Essay: Dispatches from a Grief Unabated

By: Sara Azeem

I received the news of my father’s untimely passing in the middle of the night. Almost a year ago, around the same time my husband had lost his father. That was the beginning of the pandemic and now we were a year into it.

Abbu turned eighty this year. I always thought he’d outlive my mother. There had been near misses due to accidents and acute illness in the past when the possibility of him leaving us became all too real. But I never thought it would come to pass the way it did.

It was past 2 am in the Netherlands and I couldn’t sleep thinking each minute about him, checking my phone every few minutes for updates from my siblings attending to my father in Pakistan. His departure was quick; one moment he was there, the next all life had left him. My sister who held him in his last moments told me it was as surreal for her as it was for me, thousands of miles away. I guess death is such an incomprehensible phenomenon that it eludes us even when we have seen it. Watching Abbu’s serene face over a video call made impossible for me to grasp the reality. A cruel joke. He was fast asleep and would wake up any time. His faced showed no sign of illness or distress. I wanted to wake him up but we had been strongly conditioned to not wake sleeping parents. He’d be upset. I wouldn’t dare. 

What I wouldn’t have given to see that frown.

Last night while talking to Ammi, I heard her use the words demise and Abbu in the same breath. I didn’t know that a fact known to me spoken another way had the ability to rend my heart the way it did. Or was it that the confirmation came from my mother that it felt like such a blow? I had imagined this day so many times. I had lived it in so many nightmares. I had felt the breath of its potential on my face. Yet the absoluteness of it is so visceral that words fail—miserably. I notified my friends with a short text message. Why even tell them? What did it matter? Those who were in Pakistan couldn’t be there as all my family members were exposed to COVID now. Why tell them, I thought, but did so anyway. It only dawned on me later how communal a thing grief is. You’re not supposed to go through it alone. I didn’t have anyone to hold me except my husband and that was enough until it wasn’t. The more people I spoke to, the more intensely I felt the absence of people around me who I could talk to about Abbu; those who knew him and would share their memories of him. There were things to be done though. My mother hadn’t fully recovered yet and there were rites to be performed and words to be spoken. The wonders of technology felt grossly inadequate. The grief was too big to carry in the absence of my family, its weight too crushing.

*************

In the short span of a year, my husband and I both lost our fathers (to different causes) and the grief was compounded by our inability to travel on account of the pandemic.
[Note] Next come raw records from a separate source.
use std::fmt::Write as _;

use chrono::NaiveDateTime;

use crate::worklist::{Opcode, TipMask, WorklistCommand};

use super::error::FormatError;
use super::format_volume;

/// Fields on every `A`, `D` and `W` line, counting the empty one after the last `;`
pub const GWL_FIELDS: usize = 11;

/// Comment lines written before the first command
pub const HEADER_LINES: usize = 6;

const CREATED_FORMAT: &str = "%Y-%m-%d %H:%M:%S";

const NAME_KEY: &str = "Worklist: ";
const CREATED_KEY: &str = "Created: ";
const LIQUID_CLASS_KEY: &str = "Liquid class: ";
const TIP_TYPE_KEY: &str = "Tip type: ";
const COMMANDS_KEY: &str = "Commands: ";

/// Contents of the header comment block
#[derive(Debug, Clone, Default, PartialEq)]
pub struct GwlHeader {
    /// Worklist name
    pub name: Option<String>,
    /// Creation time, second resolution
    pub created: Option<NaiveDateTime>,
    /// Default liquid class
    pub liquid_class: Option<String>,
    /// Default tip type
    pub tip_type: Option<String>,
    /// Command count announced by the header
    pub declared_commands: Option<usize>,
}

impl GwlHeader {
    /// Whether a header block was found
    pub fn is_present(&self) -> bool {
        self.name.is_some()
    }
}

/// Render one command as a GWL line, without the line terminator
pub fn gwl_line(command: &WorklistCommand) -> String {
    if command.opcode == Opcode::Comment {
        return format!("C;{}", command.comment.as_deref().unwrap_or_default());
    }

    let position = command.position.map(|p| p.to_string()).unwrap_or_default();
    let volume = command.volume.map(format_volume).unwrap_or_default();
    let tip_mask = if command.tip_mask.is_empty() {
        String::new()
    } else {
        command.tip_mask.to_string()
    };

    // opcode;rack;rack id;rack type;position;tube id;volume;liquid class;tip type;mask;
    format!(
        "{};{};;;{};;{};{};;{};",
        command.opcode.code(),
        command.rack_label,
        position,
        volume,
        command.liquid_class,
        tip_mask
    )
}

/// Render the header block followed by one line per command
pub fn write_gwl(header: &GwlHeader, commands: &[WorklistCommand]) -> String {
    let mut out = String::with_capacity((commands.len() + HEADER_LINES) * 48);

    let created = header
        .created
        .map(|c| c.format(CREATED_FORMAT).to_string())
        .unwrap_or_default();
    let _ = writeln!(out, "C;{NAME_KEY}{}", header.name.as_deref().unwrap_or_default());
    let _ = writeln!(out, "C;{CREATED_KEY}{created}");
    let _ = writeln!(
        out,
        "C;{LIQUID_CLASS_KEY}{}",
        header.liquid_class.as_deref().unwrap_or_default()
    );
    let _ = writeln!(out, "C;{TIP_TYPE_KEY}{}", header.tip_type.as_deref().unwrap_or_default());
    let _ = writeln!(out, "C;{COMMANDS_KEY}{}", commands.len());
    out.push_str("C;\n");

    for command in commands {
        out.push_str(&gwl_line(command));
        out.push('\n');
    }
    out
}

/// Parse the command lines of a GWL file.
///
/// Comment and blank lines are skipped, `\r\n` endings are accepted, and a bare `W;`
/// is read as a wash with an empty mask.
pub fn parse_gwl(text: &str) -> Result<Vec<WorklistCommand>, FormatError> {
    let mut commands = Vec::new();

    for (index, raw) in text.lines().enumerate() {
        let line_no = index + 1;
        let line = raw.trim_end_matches('\r');
        if line.trim().is_empty() || is_comment(line) {
            continue;
        }
        commands.push(parse_line(line, line_no)?);
    }

    Ok(commands)
}

fn is_comment(line: &str) -> bool {
    line == "C" || line.starts_with("C;")
}

fn parse_line(line: &str, line_no: usize) -> Result<WorklistCommand, FormatError> {
    let fields: Vec<&str> = line.split(';').collect();

    let opcode = Opcode::from_code(fields[0].trim()).ok_or_else(|| FormatError::UnknownOpcode {
        line: line_no,
        opcode: fields[0].to_string(),
    })?;

    if opcode == Opcode::Wash && fields.len() == 2 && fields[1].trim().is_empty() {
        return Ok(WorklistCommand::wash(TipMask::EMPTY));
    }

    if fields.len() != GWL_FIELDS {
        return Err(FormatError::FieldCount {
            line: line_no,
            expected: GWL_FIELDS,
            found: fields.len(),
        });
    }

    let position = match fields[4] {
        "" => None,
        value => match value.parse::<u32>() {
            Ok(p) if p > 0 => Some(p),
            _ => {
                return Err(FormatError::InvalidPosition {
                    line: line_no,
                    value: value.to_string(),
                })
            }
        },
    };

    let volume = match fields[6] {
        "" => None,
        value => match value.parse::<f64>() {
            Ok(v) if v.is_finite() => Some(v),
            _ => {
                return Err(FormatError::InvalidVolume {
                    line: line_no,
                    value: value.to_string(),
                })
            }
        },
    };

    let tip_mask = match fields[9] {
        "" => TipMask::EMPTY,
        value => value
            .parse::<u128>()
            .map(TipMask::from_bits)
            .map_err(|_| FormatError::InvalidTipMask {
                line: line_no,
                value: value.to_string(),
            })?,
    };

    Ok(WorklistCommand {
        opcode,
        rack_label: fields[1].to_string(),
        position,
        volume,
        liquid_class: fields[7].to_string(),
        tip_mask,
        comment: None,
    })
}

/// Read the leading header block; fields that are missing stay `None`
pub fn parse_header(text: &str) -> GwlHeader {
    let mut header = GwlHeader::default();

    for line in text.lines().map(|l| l.trim_end_matches('\r')) {
        let Some(body) = line.strip_prefix("C;") else {
            break;
        };

        if let Some(name) = body.strip_prefix(NAME_KEY) {
            header.name = Some(name.to_string());
        } else if let Some(created) = body.strip_prefix(CREATED_KEY) {
            header.created = NaiveDateTime::parse_from_str(created.trim(), CREATED_FORMAT).ok();
        } else if let Some(lc) = body.strip_prefix(LIQUID_CLASS_KEY) {
            header.liquid_class = Some(lc.to_string());
        } else if let Some(tip_type) = body.strip_prefix(TIP_TYPE_KEY) {
            header.tip_type = Some(tip_type.to_string());
        } else if let Some(count) = body.strip_prefix(COMMANDS_KEY) {
            header.declared_commands = count.trim().parse().ok();
        } else if body.is_empty() {
            break;
        }
    }

    header
}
I knew how suffocating it was for him. It’s one thing to see it but quite another to go through it yourself. Grief is as tactile as it is visceral. There is a finality in the rituals of a burial. A semblance of closure. A final goodbye before the remnants of your loved one are laid to rest. While the burial rites were being performed back home, I sat here piecing it all together in my head. I went over the series of acts while wrestling with the what ifs and what could’ve beens of my father’s life and how my worst fear came true.

In that absolute silence of my house, deprived of the consolation that my family found in holding each other or my father’s things, I found myself sensitised to the impact of the only thing I had: words. I felt each word spoken or written to me. The choice of words suddenly mattered so much. I found myself noticing the tone and inflections, and whether what was offered was conventional or heartfelt. It presented people to me in a new light. It’s astonishing how much you can learn about a person from the way they commiserate. 

A kind acquaintance, upon finding out about my father, humbly offered support. They thought I had closer friends who held me through this difficult time. If only it were true. I was painfully aware of what my close friends could offer: words — often hastily composed running about their daily lives. Whether miles apart or from the same city, their haste predicated on the assumption that we had other people we’d be closer to. Other who? The-ones-back-home lay the responsibility of support with the-ones-we-live-closer-to and the latter in turn toss it to the-ones-back-home, assuming the former know us better. Perhaps only an emigre can understand the alienation of another emigre — used to living in fragments and partialities. Never wholly this or that. We can make these partialities work for us, until a moment like this occurs and grief pulls the rug from under our feet. 

Burial is understood to be laying the departed to rest. But for those of us forced to distance-grieve, we stay trapped in those hours leading up to the burial. Nothing gets laid to rest.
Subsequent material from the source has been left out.